さらに、混雑時の患者さんの誘導の仕方といった不測の事態の対応の仕方も研修で伝えることも重要です。あらゆる状況に対応できるスタッフを育てておくことで、いざというときでもスムーズに対処することができます。
意識研修
インナーブランディングの1つである意識研修は、日々の業務をスムーズに進めるために欠かせません。自院の理念やパーパスなどを浸透させることで意識を統一させ、仕事の方向性も揃います。
当院で行っている主な意識研修は次のようなものです。
- 院長の医療方針をスタッフに説明し理解を得る
- 医療従事者の役割と心構えを知る
- 組織づくりのためのワークショップ
- 就業規則の内容確認と理解を得る
- 21世紀の女性の働き方
最初に医療従事者としての意識やクリニック独自の方針を伝えて、クリニックで働く基盤となる考え方を理解してもらいましょう。ただし、考え方はすぐに浸透するものではないので、開業後も積極的に伝えていくことが大切です。
また、私のクリニックは女性のスタッフばかりなので、女性の働き方についても学んでもらうようにしています。女性の活躍が社会に与える影響を学ぶことで、より前向きに業務に取り組んでもらえると考えています。
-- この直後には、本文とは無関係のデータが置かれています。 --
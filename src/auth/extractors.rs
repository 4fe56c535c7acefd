use std::{convert::Infallible, net::SocketAddr};

use axum::{
    async_trait,
    extract::{ConnectInfo, FromRequestParts, Request, State},
    http::{header, request::Parts, HeaderMap},
    middleware::Next,
    response::{IntoResponse, Response},
};
use thiserror::Error;
use tracing::warn;
use uuid::Uuid;

use super::{jwt::TokenError, services::AuthService};
use crate::{
    error::{ApiError, AuthError, UNAUTHORIZED},
    state::AppState,
    store::StoreError,
};

/// The caller resolved by [`require_auth`], available to protected handlers.
#[derive(Debug, Clone)]
pub struct Identity {
    pub id: Uuid,
    pub email: String,
}

/// Why the gate turned a request away. Only logged; clients see one 401.
#[derive(Debug, Error)]
pub enum GateRejection {
    #[error("missing Authorization header")]
    MissingHeader,
    #[error("invalid auth scheme")]
    BadScheme,
    #[error(transparent)]
    Token(#[from] TokenError),
    #[error("token subject {0} does not exist")]
    UnknownUser(Uuid),
    #[error("identity lookup failed: {0}")]
    Store(#[from] StoreError),
}

impl From<GateRejection> for AuthError {
    fn from(r: GateRejection) -> Self {
        match r {
            GateRejection::Store(e) => e.into(),
            _ => AuthError::Auth(UNAUTHORIZED),
        }
    }
}

fn bearer_token(headers: &HeaderMap) -> Result<&str, GateRejection> {
    let auth = headers
        .get(header::AUTHORIZATION)
        .and_then(|h| h.to_str().ok())
        .ok_or(GateRejection::MissingHeader)?;
    auth.strip_prefix("Bearer ")
        .map(str::trim)
        .filter(|t| !t.is_empty())
        .ok_or(GateRejection::BadScheme)
}

/// Extract, verify, resolve.
pub async fn authenticate(
    auth: &AuthService,
    headers: &HeaderMap,
) -> Result<Identity, GateRejection> {
    let token = bearer_token(headers)?;
    let claims = auth.keys().verify(token)?;
    let user = auth
        .find_user(claims.sub)
        .await?
        .ok_or(GateRejection::UnknownUser(claims.sub))?;
    Ok(Identity {
        id: user.id,
        email: user.email,
    })
}

/// Middleware guarding protected routes.
pub async fn require_auth(
    State(state): State<AppState>,
    mut req: Request,
    next: Next,
) -> Response {
    let outcome = authenticate(&state.auth, req.headers()).await;
    match outcome {
        Ok(identity) => {
            req.extensions_mut().insert(identity);
            next.run(req).await
        }
        Err(rejection) => {
            warn!(reason = %rejection, "request rejected by auth gate");
            state.reject(rejection.into()).into_response()
        }
    }
}

#[async_trait]
impl<S> FromRequestParts<S> for Identity
where
    S: Send + Sync,
{
    type Rejection = ApiError;

    async fn from_request_parts(parts: &mut Parts, _state: &S) -> Result<Self, Self::Rejection> {
        parts.extensions.get::<Identity>().cloned().ok_or_else(|| {
            warn!("Identity missing from request extensions");
            ApiError::new(AuthError::Auth(UNAUTHORIZED), false)
        })
    }
}

/// Client address and user agent, recorded with each signin.
#[derive(Debug, Clone, Default)]
pub struct ClientMeta {
    pub ip: Option<String>,
    pub user_agent: Option<String>,
}

#[async_trait]
impl<S> FromRequestParts<S> for ClientMeta
where
    S: Send + Sync,
{
    type Rejection = Infallible;

    async fn from_request_parts(parts: &mut Parts, _state: &S) -> Result<Self, Self::Rejection> {
        let forwarded = parts
            .headers
            .get("x-forwarded-for")
            .and_then(|v| v.to_str().ok())
            .and_then(|v| v.split(',').next())
            .map(|v| v.trim().to_owned())
            .filter(|v| !v.is_empty());
        let peer = parts
            .extensions
            .get::<ConnectInfo<SocketAddr>>()
            .map(|ConnectInfo(addr)| addr.ip().to_string());
        let user_agent = parts
            .headers
            .get(header::USER_AGENT)
            .and_then(|v| v.to_str().ok())
            .map(str::to_owned);
        Ok(Self {
            ip: forwarded.or(peer),
            user_agent,
        })
    }
}

#[cfg(test)]
mod tests {
    use std::{sync::Arc, time::Duration};

    use axum::http::{HeaderValue, Request as HttpRequest};
    use time::OffsetDateTime;

    use super::*;
    use crate::{
        auth::{jwt::TOKEN_TTL, password::PasswordHasher, services::tests::test_keys},
        store::{CredentialStore, MemoryStore, NewUser},
    };

    async fn service_with_user() -> (AuthService, Uuid) {
        let store = Arc::new(MemoryStore::new());
        let user = store
            .insert_user(NewUser {
                id: Uuid::new_v4(),
                email: "a@x.com".into(),
                password_hash: "unused".into(),
                name: "A".into(),
                phone: None,
            })
            .await
            .unwrap();
        let svc = AuthService::new(
            store,
            test_keys(),
            PasswordHasher::fast(),
            Duration::from_secs(1),
        );
        (svc, user.id)
    }

    fn headers(auth: &str) -> HeaderMap {
        let mut h = HeaderMap::new();
        h.insert(header::AUTHORIZATION, HeaderValue::from_str(auth).unwrap());
        h
    }

    #[tokio::test]
    async fn resolves_valid_bearer_token() {
        let (svc, id) = service_with_user().await;
        let token = svc.keys().issue(id, "a@x.com").unwrap();
        let who = authenticate(&svc, &headers(&format!("Bearer {token}")))
            .await
            .expect("resolved");
        assert_eq!(who.id, id);
        assert_eq!(who.email, "a@x.com");
    }

    #[tokio::test]
    async fn rejection_reasons_are_distinct_internally() {
        let (svc, id) = service_with_user().await;
        let token = svc.keys().issue(id, "a@x.com").unwrap();
        let expired = svc
            .keys()
            .issue_at(id, "a@x.com", OffsetDateTime::now_utc() - TOKEN_TTL - TOKEN_TTL)
            .unwrap();
        let stranger = svc.keys().issue(Uuid::new_v4(), "b@x.com").unwrap();

        assert!(matches!(
            authenticate(&svc, &HeaderMap::new()).await,
            Err(GateRejection::MissingHeader)
        ));
        assert!(matches!(
            authenticate(&svc, &headers(&token)).await,
            Err(GateRejection::BadScheme)
        ));
        assert!(matches!(
            authenticate(&svc, &headers(&format!("Bearer {expired}"))).await,
            Err(GateRejection::Token(TokenError::Invalid("expired")))
        ));
        assert!(matches!(
            authenticate(&svc, &headers(&format!("Bearer {stranger}"))).await,
            Err(GateRejection::UnknownUser(_))
        ));
    }

    #[test]
    fn all_token_rejections_map_to_one_auth_error() {
        let mapped: Vec<String> = [
            GateRejection::MissingHeader,
            GateRejection::BadScheme,
            GateRejection::Token(TokenError::Invalid("expired")),
            GateRejection::UnknownUser(Uuid::nil()),
        ]
        .into_iter()
        .map(|r| AuthError::from(r).to_string())
        .collect();
        assert!(mapped.iter().all(|m| m == UNAUTHORIZED));
    }

    #[test]
    fn lookup_failure_is_a_server_error() {
        let err = AuthError::from(GateRejection::Store(StoreError::Timeout));
        assert!(matches!(err, AuthError::Persistence { .. }));
        assert_eq!(err.status(), axum::http::StatusCode::INTERNAL_SERVER_ERROR);
    }

    #[tokio::test]
    async fn client_meta_prefers_forwarded_for() {
        let req = HttpRequest::builder()
            .header("x-forwarded-for", "203.0.113.7, 10.0.0.1")
            .header(header::USER_AGENT, "curl/8.0")
            .body(())
            .unwrap();
        let (mut parts, _) = req.into_parts();
        let meta = ClientMeta::from_request_parts(&mut parts, &()).await.unwrap();
        assert_eq!(meta.ip.as_deref(), Some("203.0.113.7"));
        assert_eq!(meta.user_agent.as_deref(), Some("curl/8.0"));
    }

    #[tokio::test]
    async fn client_meta_falls_back_to_peer_address() {
        let mut req = HttpRequest::builder().body(()).unwrap();
        req.extensions_mut()
            .insert(ConnectInfo(SocketAddr::from(([127, 0, 0, 1], 4000))));
        let (mut parts, _) = req.into_parts();
        let meta = ClientMeta::from_request_parts(&mut parts, &()).await.unwrap();
        assert_eq!(meta.ip.as_deref(), Some("127.0.0.1"));
        assert!(meta.user_agent.is_none());
    }
}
>>:【人事問題に悩む院長必見】理念だけでは不十分!パーパス経営がクリニックに必要なワケ
クリニック研修を円滑に行うポイント
クリニック研修を円滑に行うためには、次の3つのポイントを意識しましょう。
- 事前にしっかりと計画を立てておく
- 研修は院長も参加する
- マニュアルやルールを作っておく
研修は準備をせずに行ってもなかなか上手くいきません。開業前には覚えなければいけないことがたくさんあるので、事前に準備をして効率よく必要な内容をスタッフに伝えることが大切です。
事前にしっかりと計画を立てておく
クリニック研修を行うときは事前に計画を立てておくことをおすすめします。開業の準備で忙しい時期ではありますが、研修はクリニック経営をうまく進めるためにも重要です。
また、研修が始まる頃には開業に向けてさらに忙しくなっているので、研修内容を考えるだけの余裕はなかなか持てません。
事前に毎日の研修内容を決めて、どれくらいの日数をかけて行うのかスケジュールを決めておきましょう。
研修で専門家や講師を呼びたいときは、日程調整も早めに行わなければいけません。
研修は院長も参加する
研修には院長も参加しましょう。特に、意識研修で伝える内容は院長の考え方や方針が基盤となっているので、院長も参加することでよりスタッフに伝わりやすくなります。
ただし、院長が一方的に話して終わらないように気を付けましょう。思いを話して終わるのではなく、スタッフからの自己紹介や意見交換も交えながら研修を進めることで院長への信頼感が高まります。
マニュアルやルールを作っておく
就業規則やクリニック内のルールは事前に作成しておきましょう。研修ではさまざまな業務や考え方を学ばなければいけないので、すべて口頭で説明してもスタッフは覚えきれません。
マニュアルやルールなどは整理して、データにするか書面で管理をしましょう。見やすいように作成して覚えやすいように工夫することが大切です。アプリを使っていつでも確認できるようにするのも良いです。
クリニック研修を行うときの注意点
クリニック研修に不安があるときは社労士や研修講師の支援を受けることが重要です。開業前はさまざまな準備を並行して行うため、研修まで手が回らない場合があります。
時間がない中で自分たちだけで進めても準備不足で研修がうまくいかない可能性が高いです。
自分たちで行う必要があるものと外部に依頼できるものをわけておくのがおすすめです。
研修とは別に模擬診療も行おう
研修が完了したら模擬診療を行いましょう。模擬診療は親戚や業者さんに模擬患者さんになってもらい業務を行います。
事前に予想される患者さんからの質問やハプニングを用意して、スタッフに対応してもらいます。
模擬診療は実際の業務をイメージすることができ、対応力も鍛えられるので開業前に行っておくのがおすすめです。
まとめ
開業前のクリニック研修はスタッフのレベルアップやモチベーションアップに効果的です。業務研修に加えて考え方を統一させる意識研修を行えば、チーム力が上がってクリニック経営もスムーズに進められます。
しかし、研修は教えることが多く手間もかかるので事前に準備しておかなければいけません。